Population bottlenecks and the founder effect demonstrate how random events can dramatically alter gene pools. Bottlenecks occur when population size crashes suddenly, while founder effects happen when small groups establish new populations. Both reduce genetic diversity and can make rare alleles common purely by chance.
Reproductive isolation is key to speciation. Prezygotic barriers prevent mating or fertilisation, while postzygotic barriers produce sterile or unviable offspring. These mechanisms prevent gene flow between populations, allowing them to evolve separately.
Directional selection favours one extreme phenotype, stabilising selection favours the average, and disruptive selection favours both extremes. Each type shapes populations differently depending on environmental pressures.
Key Point: Hardy-Weinberg calculations only work when populations meet strict criteria - any deviation from these assumptions indicates evolutionary forces are acting.

New species don't appear overnight - they form through gradual processes that separate populations and prevent gene flow.

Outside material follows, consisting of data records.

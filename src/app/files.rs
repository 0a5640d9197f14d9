use std::fs;
use std::io::{self, Write};
use std::path::{Path, PathBuf};
use std::sync::LazyLock;

use regex::Regex;
use url::Url;

use super::mime::{self, MimeError};

static CSS_URL: LazyLock<Regex> = LazyLock::new(|| {
    Regex::new(r#"url\(["']?(.*?)["']?\)"#).expect("css url pattern compiles")
});

#[derive(Debug, thiserror::Error)]
pub enum PathError {
    #[error("url {0} has no host")]
    MissingHost(String),
    #[error("cannot determine a file extension for {url} (content type {content_type:?})")]
    UnknownContentType { url: String, content_type: String },
    #[error(transparent)]
    ContentType(#[from] MimeError),
}

#[derive(Debug, thiserror::Error)]
pub enum SaveError {
    #[error(transparent)]
    Path(#[from] PathError),
    #[error("writing {path}: {source}")]
    Io {
        path: PathBuf,
        #[source]
        source: io::Error,
    },
}

/// Relative location of a mirrored artifact: the host followed by the path segments.
#[derive(Debug, Clone, PartialEq, Eq)]
pub struct ArtifactPath {
    segments: Vec<String>,
}

impl ArtifactPath {
    pub fn to_path(&self) -> PathBuf {
        self.segments.iter().collect()
    }

    /// Object-store key, always `/` separated.
    pub fn key(&self) -> String {
        self.segments.join("/")
    }
}

/// Maps a URL and its content type to `<host>/<path>[.ext]`.
///
/// Query and fragment are dropped, percent escapes stay as they are, an empty
/// trailing segment becomes `index`. The last extension registered for the
/// content type is appended unless the segment already carries one of them.
pub fn synthesise_path(url: &Url, content_type: &str) -> Result<ArtifactPath, PathError> {
    let host = url
        .host_str()
        .ok_or_else(|| PathError::MissingHost(url.to_string()))?;

    let mut segments = url.path().split('/').map(str::to_string).collect::<Vec<_>>();
    match segments.last_mut() {
        Some(last) if last.is_empty() => *last = "index".to_string(),
        None => segments.push("index".to_string()),
        _ => {}
    }

    let extensions = if content_type.trim().is_empty() {
        Vec::new()
    } else {
        mime::extensions_by_type(content_type)?
    };

    if let Some(last) = segments.last_mut() {
        let existing = current_extension(last);
        if extensions.is_empty() && existing.is_empty() {
            return Err(PathError::UnknownContentType {
                url: url.to_string(),
                content_type: content_type.to_string(),
            });
        }
        let matches = extensions
            .iter()
            .any(|ext| ext.eq_ignore_ascii_case(existing));
        if let Some(ext) = extensions.last().filter(|_| !matches) {
            last.push_str(ext);
        }
    }

    let mut out = vec![host.to_string()];
    out.extend(segments.into_iter().filter(|s| !s.is_empty()));
    Ok(ArtifactPath { segments: out })
}

fn current_extension(segment: &str) -> &str {
    segment.rfind('.').map(|idx| &segment[idx..]).unwrap_or("")
}

/// Static page that sends the browser on to `target` after one second.
pub fn redirect_stub(target: &str) -> Vec<u8> {
    format!(
        "<!DOCTYPE html><html lang=en><head><meta http-equiv=refresh content=\"1; url={target}\"><title>Redirecting</title></head><body><p>Redirecting you to <a href=\"{target}\">{target}</a>.</p></body></html>"
    )
    .into_bytes()
}

/// Every `url(...)` reference in a stylesheet, quotes optional.
pub fn find_css_urls(body: &[u8]) -> Vec<String> {
    let text = String::from_utf8_lossy(body);
    CSS_URL
        .captures_iter(&text)
        .filter_map(|caps| caps.get(1).map(|m| m.as_str().to_string()))
        .collect()
}

#[derive(Debug, Clone)]
pub struct SavedArtifact {
    pub local_path: PathBuf,
    pub key: String,
}

/// Writes artifacts below a mirror root.
#[derive(Debug, Clone)]
pub struct MirrorWriter {
    root: PathBuf,
}

impl MirrorWriter {
    pub fn new(root: impl Into<PathBuf>) -> Self {
        Self { root: root.into() }
    }

    pub fn save(&self, url: &Url, content_type: &str, body: &[u8]) -> Result<SavedArtifact, SaveError> {
        let artifact = synthesise_path(url, content_type)?;
        let local_path = self.root.join(artifact.to_path());
        write_atomic(&local_path, body).map_err(|source| SaveError::Io {
            path: local_path.clone(),
            source,
        })?;
        Ok(SavedArtifact {
            local_path,
            key: artifact.key(),
        })
    }

    pub fn save_redirect_stub(&self, from: &Url, target: &Url) -> Result<SavedArtifact, SaveError> {
        self.save(from, "text/html", &redirect_stub(target.as_str()))
    }
}

fn write_atomic(path: &Path, body: &[u8]) -> io::Result<()> {
    let dir = path.parent().unwrap_or_else(|| Path::new("."));
    create_dirs(dir)?;

    let mut tmp = tempfile::NamedTempFile::new_in(dir)?;
    tmp.write_all(body)?;
    tmp.as_file().sync_all()?;
    set_file_mode(tmp.path())?;
    tmp.persist(path).map_err(|err| err.error)?;
    Ok(())
}

#[cfg(unix)]
fn create_dirs(dir: &Path) -> io::Result<()> {
    use std::os::unix::fs::DirBuilderExt;
    fs::DirBuilder::new().recursive(true).mode(0o755).create(dir)
}

#[cfg(not(unix))]
fn create_dirs(dir: &Path) -> io::Result<()> {
    fs::create_dir_all(dir)
}

#[cfg(unix)]
fn set_file_mode(path: &Path) -> io::Result<()> {
    use std::os::unix::fs::PermissionsExt;
    fs::set_permissions(path, fs::Permissions::from_mode(0o644))
}

#[cfg(not(unix))]
fn set_file_mode(_path: &Path) -> io::Result<()> {
    Ok(())
}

Speciation requires reproductive isolation followed by genetic divergence over many generations.
Allopatric speciation occurs when physical barriers like rivers or mountains separate populations geographically. Each group faces different environmental pressures, leading to different traits being selected. Over time, accumulated differences make interbreeding impossible even if the barrier disappears.

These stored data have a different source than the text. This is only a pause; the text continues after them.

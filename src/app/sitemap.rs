use std::collections::HashSet;

use chrono::{DateTime, NaiveDate, NaiveDateTime, TimeZone, Utc};
use parking_lot::Mutex;
use quick_xml::Reader;
use quick_xml::events::Event;
use url::Url;

use super::types::SitemapEntry;

#[derive(Debug, thiserror::Error)]
pub enum SitemapError {
    #[error("parsing sitemap {url}: {source}")]
    Xml {
        url: String,
        #[source]
        source: quick_xml::Error,
    },
}

/// What a fetched XML document turned out to be.
#[derive(Debug, Clone, PartialEq)]
pub enum SitemapDocument {
    Index { sitemaps: Vec<Url> },
    UrlSet { entries: Vec<SitemapEntry> },
    Other,
}

/// Fallback for a missing or unreadable `lastmod`.
pub fn epoch_sentinel() -> DateTime<Utc> {
    Utc.with_ymd_and_hms(2000, 1, 1, 0, 0, 0)
        .single()
        .unwrap_or(DateTime::<Utc>::MIN_UTC)
}

/// RFC 3339, W3C minute precision or a bare date.
pub fn parse_lastmod(raw: &str) -> Option<DateTime<Utc>> {
    let raw = raw.trim();
    if let Ok(parsed) = DateTime::parse_from_rfc3339(raw) {
        return Some(parsed.with_timezone(&Utc));
    }
    for format in ["%Y-%m-%dT%H:%M%:z", "%Y-%m-%dT%H:%M%#z"] {
        if let Ok(parsed) = DateTime::parse_from_str(raw, format) {
            return Some(parsed.with_timezone(&Utc));
        }
    }
    if let Some(naive) = raw.strip_suffix('Z') {
        if let Ok(parsed) = NaiveDateTime::parse_from_str(naive, "%Y-%m-%dT%H:%M") {
            return Some(parsed.and_utc());
        }
    }
    NaiveDate::parse_from_str(raw, "%Y-%m-%d")
        .ok()
        .and_then(|date| date.and_hms_opt(0, 0, 0))
        .map(|dt| dt.and_utc())
}

#[derive(Default)]
struct Pending {
    loc: Option<String>,
    lastmod: Option<String>,
}

#[derive(Clone, Copy, PartialEq)]
enum Field {
    None,
    Loc,
    LastMod,
}

/// Parses a `sitemapindex` or `urlset` document. `<loc>` values are resolved
/// against `base`; entries with an unusable location are skipped.
pub fn parse_sitemap(base: &Url, body: &[u8]) -> Result<SitemapDocument, SitemapError> {
    let mut reader = Reader::from_reader(body);
    reader.config_mut().trim_text(true);

    let mut buf = Vec::new();
    let mut root: Option<Vec<u8>> = None;
    let mut current: Option<Pending> = None;
    let mut field = Field::None;
    let mut sitemaps = Vec::new();
    let mut entries = Vec::new();

    loop {
        let event = reader
            .read_event_into(&mut buf)
            .map_err(|source| SitemapError::Xml {
                url: base.to_string(),
                source,
            })?;
        match event {
            Event::Start(start) => {
                let name = start.local_name().as_ref().to_vec();
                if root.is_none() {
                    if !is_sitemap_root(Some(name.as_slice())) {
                        return Ok(SitemapDocument::Other);
                    }
                    root = Some(name);
                } else {
                    match name.as_slice() {
                        b"sitemap" | b"url" => current = Some(Pending::default()),
                        b"loc" if current.is_some() => field = Field::Loc,
                        b"lastmod" if current.is_some() => field = Field::LastMod,
                        _ => {}
                    }
                }
            }
            Event::Empty(start) if root.is_none() => {
                let name = start.local_name().as_ref().to_vec();
                return Ok(match name.as_slice() {
                    b"sitemapindex" => SitemapDocument::Index { sitemaps },
                    b"urlset" => SitemapDocument::UrlSet { entries },
                    _ => SitemapDocument::Other,
                });
            }
            Event::Text(text) => {
                if let Some(pending) = current.as_mut() {
                    let value = text
                        .unescape()
                        .map_err(|source| SitemapError::Xml {
                            url: base.to_string(),
                            source,
                        })?
                        .trim()
                        .to_string();
                    match field {
                        Field::Loc => pending.loc = Some(value),
                        Field::LastMod => pending.lastmod = Some(value),
                        Field::None => {}
                    }
                }
            }
            Event::CData(data) => {
                if let Some(pending) = current.as_mut() {
                    let value = String::from_utf8_lossy(&data).trim().to_string();
                    match field {
                        Field::Loc => pending.loc = Some(value),
                        Field::LastMod => pending.lastmod = Some(value),
                        Field::None => {}
                    }
                }
            }
            Event::End(end) => match end.local_name().as_ref() {
                b"loc" | b"lastmod" => field = Field::None,
                b"sitemap" => {
                    if let Some(loc) = current.take().and_then(|p| p.loc) {
                        match base.join(&loc) {
                            Ok(url) => sitemaps.push(url),
                            Err(err) => tracing::warn!(loc = %loc, error = %err, "skipping sitemap with bad loc"),
                        }
                    }
                }
                b"url" => {
                    if let Some(pending) = current.take() {
                        if let Some(entry) = entry_from(base, pending) {
                            entries.push(entry);
                        }
                    }
                }
                _ => {}
            },
            Event::Eof => break,
            _ => {}
        }
        buf.clear();
    }

    Ok(match root.as_deref() {
        Some(b"sitemapindex") => SitemapDocument::Index { sitemaps },
        Some(b"urlset") => SitemapDocument::UrlSet { entries },
        _ => SitemapDocument::Other,
    })
}

fn is_sitemap_root(name: Option<&[u8]>) -> bool {
    matches!(name, Some(b"sitemapindex") | Some(b"urlset"))
}

fn entry_from(base: &Url, pending: Pending) -> Option<SitemapEntry> {
    let loc = pending.loc?;
    let url = match base.join(&loc) {
        Ok(url) => url,
        Err(err) => {
            tracing::warn!(loc = %loc, error = %err, "skipping sitemap entry with bad loc");
            return None;
        }
    };
    let lastmod = match pending.lastmod.as_deref() {
        None | Some("") => epoch_sentinel(),
        Some(raw) => parse_lastmod(raw).unwrap_or_else(|| {
            tracing::warn!(url = %url, lastmod = raw, "unreadable lastmod, using sentinel");
            epoch_sentinel()
        }),
    };
    Some(SitemapEntry { url, lastmod })
}

/// Newest first, ties by URL.
pub fn sort_entries(entries: &mut [SitemapEntry]) {
    entries.sort_by(|a, b| {
        b.lastmod
            .cmp(&a.lastmod)
            .then_with(|| a.url.as_str().cmp(b.url.as_str()))
    });
}

#[derive(Debug, Default)]
struct CrawlState {
    expected_sitemaps: usize,
    completed_sitemaps: usize,
    entries: Vec<SitemapEntry>,
    dispatched: bool,
    pending: HashSet<String>,
}

impl CrawlState {
    fn complete(&mut self, url: &Url) {
        if !self.pending.remove(url.as_str()) {
            self.expected_sitemaps += 1;
        }
        self.completed_sitemaps += 1;
    }

    fn take_ready(&mut self) -> Vec<Url> {
        if self.dispatched {
            let mut late = std::mem::take(&mut self.entries);
            sort_entries(&mut late);
            return late.into_iter().map(|e| e.url).collect();
        }
        if self.expected_sitemaps == 0 || self.completed_sitemaps != self.expected_sitemaps {
            return Vec::new();
        }
        self.dispatched = true;
        let mut ready = std::mem::take(&mut self.entries);
        sort_entries(&mut ready);
        tracing::info!(
            sitemaps = self.completed_sitemaps,
            urls = ready.len(),
            "all sitemaps parsed, dispatching entries"
        );
        ready.into_iter().map(|e| e.url).collect()
    }
}

/// Per-crawl sitemap bookkeeping shared by every worker.
///
/// Entries are held back until every referenced sitemap has been handled,
/// then released once, newest first.
#[derive(Debug, Default)]
pub struct SitemapCoordinator {
    state: Mutex<CrawlState>,
}

#[derive(Debug, Default, Clone, PartialEq)]
pub struct SitemapProgress {
    /// Child sitemaps to fetch.
    pub sitemaps: Vec<Url>,
    /// Page URLs ready to crawl, in dispatch order.
    pub ready: Vec<Url>,
}

impl SitemapCoordinator {
    pub fn new() -> Self {
        Self::default()
    }

    /// Records the XML body fetched for `url`; relative `<loc>` values resolve
    /// against `base`, the URL the body was finally served from.
    ///
    /// A referenced sitemap that turns out to be some other XML document
    /// counts as handled. On a parse error the caller should
    /// [`abandon`](Self::abandon) the URL.
    pub fn handle_document(
        &self,
        url: &Url,
        base: &Url,
        body: &[u8],
    ) -> Result<SitemapProgress, SitemapError> {
        let document = parse_sitemap(base, body)?;

        let mut state = self.state.lock();
        let mut progress = SitemapProgress::default();
        match document {
            SitemapDocument::Other => {
                if !state.pending.remove(url.as_str()) {
                    return Ok(progress);
                }
                tracing::warn!(url = %url, "referenced sitemap is not a sitemap document");
                state.completed_sitemaps += 1;
            }
            SitemapDocument::Index { sitemaps } => {
                state.complete(url);
                for sitemap in sitemaps {
                    if state.pending.insert(sitemap.to_string()) {
                        state.expected_sitemaps += 1;
                        progress.sitemaps.push(sitemap);
                    }
                }
                tracing::debug!(url = %url, expected = state.expected_sitemaps, "sitemap index parsed");
            }
            SitemapDocument::UrlSet { entries } => {
                state.complete(url);
                tracing::debug!(url = %url, entries = entries.len(), "urlset parsed");
                state.entries.extend(entries);
            }
        }
        progress.ready = state.take_ready();
        Ok(progress)
    }

    /// Marks a referenced sitemap as done after a failed fetch.
    pub fn abandon(&self, url: &Url) -> Vec<Url> {
        let mut state = self.state.lock();
        if !state.pending.remove(url.as_str()) {
            return Vec::new();
        }
        tracing::warn!(url = %url, "sitemap lost for this run");
        state.completed_sitemaps += 1;
        state.take_ready()
    }
}

#[cfg(test)]
impl SitemapCoordinator {
    fn counts(&self) -> (usize, usize) {
        let state = self.state.lock();
        (state.expected_sitemaps, state.completed_sitemaps)
    }

    fn is_dispatched(&self) -> bool {
        self.state.lock().dispatched
    }
}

Sympatric speciation happens within the same geographical area through ecological or behavioural separation. This might involve different habitat preferences, mating rituals, or chromosomal changes. It's less common than allopatric speciation and occurs more frequently in plants than animals.
Adaptive radiation is evolution's way of filling empty ecological niches quickly. When organisms colonise new environments or face reduced competition, they rapidly diversify into multiple species, each adapted to specific niches. The classic example is Darwin's finches on the Galápagos Islands.

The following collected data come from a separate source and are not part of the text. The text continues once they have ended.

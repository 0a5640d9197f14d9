pub mod analytics;
pub mod client;
pub mod compare;
pub mod config;
pub mod crawl;
pub mod drift;
pub mod fetcher;
pub mod files;
pub mod logging;
pub mod metrics;
pub mod mime;
pub mod preflight;
pub mod rules;
pub mod runtime;
pub mod shutdown;
pub mod sitemap;
pub mod store;
pub mod top_urls;
pub mod types;
pub mod upload;
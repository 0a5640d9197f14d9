use std::sync::Arc;
use std::time::Instant;

use anyhow::{Context, Result};
use axum::Router;
use axum::extract::State;
use axum::http::header;
use axum::response::IntoResponse;
use axum::routing::get;
use rand::SeedableRng;
use rand_chacha::ChaCha8Rng;
use rusty_s3::Credentials;
use tokio::net::TcpListener;

use super::analytics::{AnalyticsTopUrls, PublishedResultsEngine};
use super::client;
use super::compare::VisibleTextComparer;
use super::config::{DriftCheckArgs, MirrorArgs, StatusCheckArgs, StoreArgs};
use super::crawl::Crawler;
use super::drift::{DriftChecker, DriftNotifier, StdoutNotifier, WebhookNotifier};
use super::fetcher::HttpPageFetcher;
use super::files::MirrorWriter;
use super::metrics::{
    self, CrawlerMetrics, MetricsRegistry, MirrorHealthMetrics, MirrorProbe, PushGateway,
};
use super::preflight;
use super::shutdown::{self, Shutdown, ShutdownListener};
use super::store::HttpObjectStore;
use super::top_urls::TopUrlsProvider;
use super::types::CrawlReport;
use super::upload::{ObjectUploader, Uploader};

/// Validates, crawls until the queue drains, then stops the metric loops
/// after their final push.
pub async fn run_mirror(args: MirrorArgs) -> Result<CrawlReport> {
    args.validate().context("invalid configuration")?;
    let settings = args.request.settings();
    let seed = args.seed()?;
    let plain = client::build_plain_client(&settings).context("building http client")?;

    if args.skip_validation {
        tracing::info!("skipping pre-flight validation");
    } else {
        preflight::validate_hosts(
            &settings,
            seed.as_ref(),
            &args.allowed_domains,
            preflight::PREFLIGHT_TIMEOUT,
        )
        .await
        .context("pre-flight validation failed")?;
    }

    let registry = Arc::new(MetricsRegistry::new(args.metrics_prefix.clone()));
    let crawler_metrics = Arc::new(CrawlerMetrics::default());
    let health = Arc::new(MirrorHealthMetrics::default());
    registry.register(crawler_metrics.clone());
    registry.register(health.clone());

    let shutdown = Shutdown::new();
    let mut loops = Vec::new();
    match args.pushgateway_url.as_deref().map(str::trim) {
        Some(url) if !url.is_empty() => {
            let gateway = PushGateway::new(plain.clone(), url).context("invalid PUSHGATEWAY_URL")?;
            loops.push(tokio::spawn(metrics::run_push_loop(
                registry.clone(),
                gateway,
                args.metric_refresh_interval,
                shutdown.listener(),
            )));
        }
        _ => tracing::warn!("PUSHGATEWAY_URL not set, metrics will not be pushed"),
    }

    let probe = MirrorProbe::new(
        plain.clone(),
        args.mirror_freshness_url.clone(),
        args.mirror_availability_url.clone(),
        args.backends(),
    );
    if probe.is_configured() {
        loops.push(tokio::spawn(metrics::run_probe_loop(
            probe,
            health,
            args.refresh_interval,
            shutdown.listener(),
        )));
    }

    let uploader: Option<Arc<dyn Uploader>> = match args.bucket().filter(|_| args.upload_enabled) {
        Some(bucket) => {
            let store = object_store(plain.clone(), &args.store)?;
            Some(Arc::new(ObjectUploader::new(Arc::new(store), bucket)))
        }
        None => {
            tracing::info!("uploads disabled");
            None
        }
    };

    let crawler = Crawler::new(
        &settings,
        args.fetch_rules(),
        MirrorWriter::new(&args.mirror_dir),
        uploader,
        crawler_metrics.clone(),
        args.effective_concurrency(),
    )
    .context("creating crawler")?;

    let started = Instant::now();
    let report = crawler.run(seed.into_iter().collect()).await;
    crawler_metrics.record_duration(started);
    tracing::info!(minutes = crawler_metrics.duration_minutes.get(), "crawler finished");

    shutdown.trigger();
    for handle in loops {
        if let Err(err) = handle.await {
            tracing::error!(error = %err, "metrics task failed");
        }
    }
    Ok(report)
}

/// Returns the process exit code: 1 on drift or a failed notification.
pub async fn run_drift_check(args: DriftCheckArgs) -> Result<i32> {
    let location = args.results_location()?.to_string();
    let plain = client::build_plain_client(&args.request.settings()).context("building http client")?;
    let store = Arc::new(object_store(plain.clone(), &args.store)?);
    let provider = AnalyticsTopUrls::new(
        Arc::new(PublishedResultsEngine::new(location)),
        store,
        args.analytics_poll_interval,
        args.compare_top_unsampled_count,
        args.compare_remaining_sampled_count,
    );

    let seed = args.random_seed.unwrap_or_else(rand::random);
    tracing::debug!(seed, "sampler seeded");
    let mut rng = ChaCha8Rng::seed_from_u64(seed);
    let urls = provider
        .top_urls(&mut rng)
        .await
        .context("error generating top urls")?;

    let site = args.site.to_string();
    let notifier: Box<dyn DriftNotifier> = match args.slack_webhook.clone() {
        Some(webhook) => Box::new(WebhookNotifier::new(plain.clone(), webhook, site.clone())),
        None => Box::new(StdoutNotifier::new(site.clone())),
    };
    let fetcher = HttpPageFetcher::new(plain, args.site.clone());
    let checker = DriftChecker::new(&fetcher, &VisibleTextComparer, notifier.as_ref());

    let outcome = checker.check_pages_for_drift(&urls).await;
    Ok(outcome.exit_code())
}

/// Credentials come from `AWS_ACCESS_KEY_ID`, `AWS_SECRET_ACCESS_KEY` and
/// the optional `AWS_SESSION_TOKEN`.
fn object_store(client: reqwest::Client, args: &StoreArgs) -> Result<HttpObjectStore> {
    let credentials = Credentials::from_env();
    if credentials.is_none() {
        tracing::warn!("AWS credentials not set, object store requests will be unsigned");
    }
    let endpoint = args.endpoint();
    tracing::debug!(endpoint = %endpoint, region = %args.aws_region, "object store configured");
    HttpObjectStore::new(client, &endpoint, &args.aws_region, credentials)
        .with_context(|| format!("invalid S3_ENDPOINT {endpoint}"))
}

/// Probes the mirror and serves the gauges until Ctrl-C.
pub async fn run_status_check(args: StatusCheckArgs) -> Result<()> {
    let listener = TcpListener::bind(args.listen_addr)
        .await
        .with_context(|| format!("binding {}", args.listen_addr))?;
    let shutdown = Shutdown::new();
    shutdown::trigger_on_ctrl_c(shutdown.clone());
    serve_status(args, listener, shutdown).await
}

pub async fn serve_status(args: StatusCheckArgs, listener: TcpListener, shutdown: Shutdown) -> Result<()> {
    let plain = client::build_plain_client(&args.request.settings()).context("building http client")?;
    let registry = Arc::new(MetricsRegistry::new(args.metrics_prefix.clone()));
    let health = Arc::new(MirrorHealthMetrics::default());
    registry.register(health.clone());

    let probe = MirrorProbe::new(
        plain,
        args.mirror_freshness_url.clone(),
        args.mirror_availability_url.clone(),
        args.backends(),
    );
    if !probe.is_configured() {
        tracing::warn!("no mirror urls or backends configured, nothing will be probed");
    }
    let probe_loop = tokio::spawn(metrics::run_probe_loop(
        probe,
        health,
        args.refresh_interval,
        shutdown.listener(),
    ));

    let app = Router::new()
        .route("/metrics", get(render_metrics))
        .with_state(registry);
    tracing::info!(addr = %listener.local_addr()?, "serving metrics");

    let mut stop: ShutdownListener = shutdown.listener();
    axum::serve(listener, app)
        .with_graceful_shutdown(async move {
            stop.cancelled().await;
            tracing::info!("metrics server shutting down");
        })
        .await
        .context("metrics server error")?;

    shutdown.trigger();
    if let Err(err) = probe_loop.await {
        tracing::error!(error = %err, "probe task failed");
    }
    Ok(())
}

async fn render_metrics(State(registry): State<Arc<MetricsRegistry>>) -> impl IntoResponse {
    (
        [(header::CONTENT_TYPE, "text/plain; version=0.0.4")],
        registry.gather(),
    )
}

The key steps in speciation are always the same: reproductive isolation prevents gene flow, different selection pressures cause genetic divergence, and accumulated differences eventually make interbreeding impossible.
Key Point: Speciation requires both reproductive isolation to prevent gene flow and different selection pressures to drive genetic divergence between populations.

Understanding how populations become reproductively isolated helps explain the incredible diversity of life on Earth. These mechanisms prevent successful interbreeding and are essential for speciation.
Behavioural changes can isolate populations through different courtship rituals or mating preferences. If one group develops new behaviours that the original population finds unattractive, gene flow stops even without physical barriers.
Mechanical changes involve structural differences that prevent successful mating. Changes in genital structure or flower morphology can make physical mating impossible between closely related groups.
Temporal changes create isolation through timing differences. If plants start flowering at different times or animals breed in different seasons, they become reproductively isolated despite living in the same area.
These isolating mechanisms work together with mutation and natural selection to drive speciation. Random mutations continue occurring in isolated populations, and different environmental pressures select for different traits. Over many generations, accumulated differences make the populations so distinct they can no longer produce fertile offspring.
The process is gradual but inevitable once reproductive isolation occurs. What starts as slight differences in behaviour or timing eventually becomes complete reproductive incompatibility between distinct species.
Key Point: Reproductive isolation can occur through behavioural, mechanical, or temporal changes, all preventing gene flow and enabling speciation.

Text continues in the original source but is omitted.